アウトドアでリセット&リフレッシュしよう

——アウトドアで人類が古より築いてきた本能に訴えかけるような体験をすることで、本来の自分に戻れるという感じでしょうか?

そう言えるのではないでしょうか。アウトドアでひと晩過ごすためにコミュニケーションを取っていくなかで、普段の生活からリフレッシュするといいますか、リセットできるといった感じがあるのかもしれないですよね。特に夫婦仲もリセットできますからね。

普段は夫婦仲がうまくいかずギスギスしていたとしても、キャンプに出かけて、普段の家とは違うアウトドアのフィールドで外界から自分たちを守る共同作業をすると、お互いの価値を再確認しつつ、普段できないような会話もできます。それによって、改めて絆が深まることになるといった面もあると思います。実際に、そういった夫婦を何組も私は見てきましたから。


画像出典:ソトイク.jp

——一般的にキャンプと言えば、夏のイメージがあります。特に子どもがいる家庭だと、長い夏休みがあるのでキャンプは夏にするものといったイメージがありますよね。

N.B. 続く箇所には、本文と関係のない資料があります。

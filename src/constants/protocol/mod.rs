// ABOUTME: Protocol-related constants for MCP and JSON-RPC communication
// ABOUTME: Handles protocol versioning and server identification
//
// Licensed under either of Apache License, Version 2.0 or MIT License at your option.
// Copyright ©2025 Async-IO.org

//! Protocol constants module

/// Protocol version and identification constants
pub mod constants;

// Re-export all protocol constants

/// Re-export all protocol constants
pub use constants::*;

実は、寒い時期のキャンプのほうが魅力があると私は考えています。キャンプの最大の醍醐味であるたき火を楽しむためには、寒い時期のほうが心地好い。夏にやるキャンプだと、たき火は暑すぎて、囲む気になりませんから(笑)。それよりは、涼しくなる時期、寒くなる時期のキャンプのほうが楽しいと私は思いますね。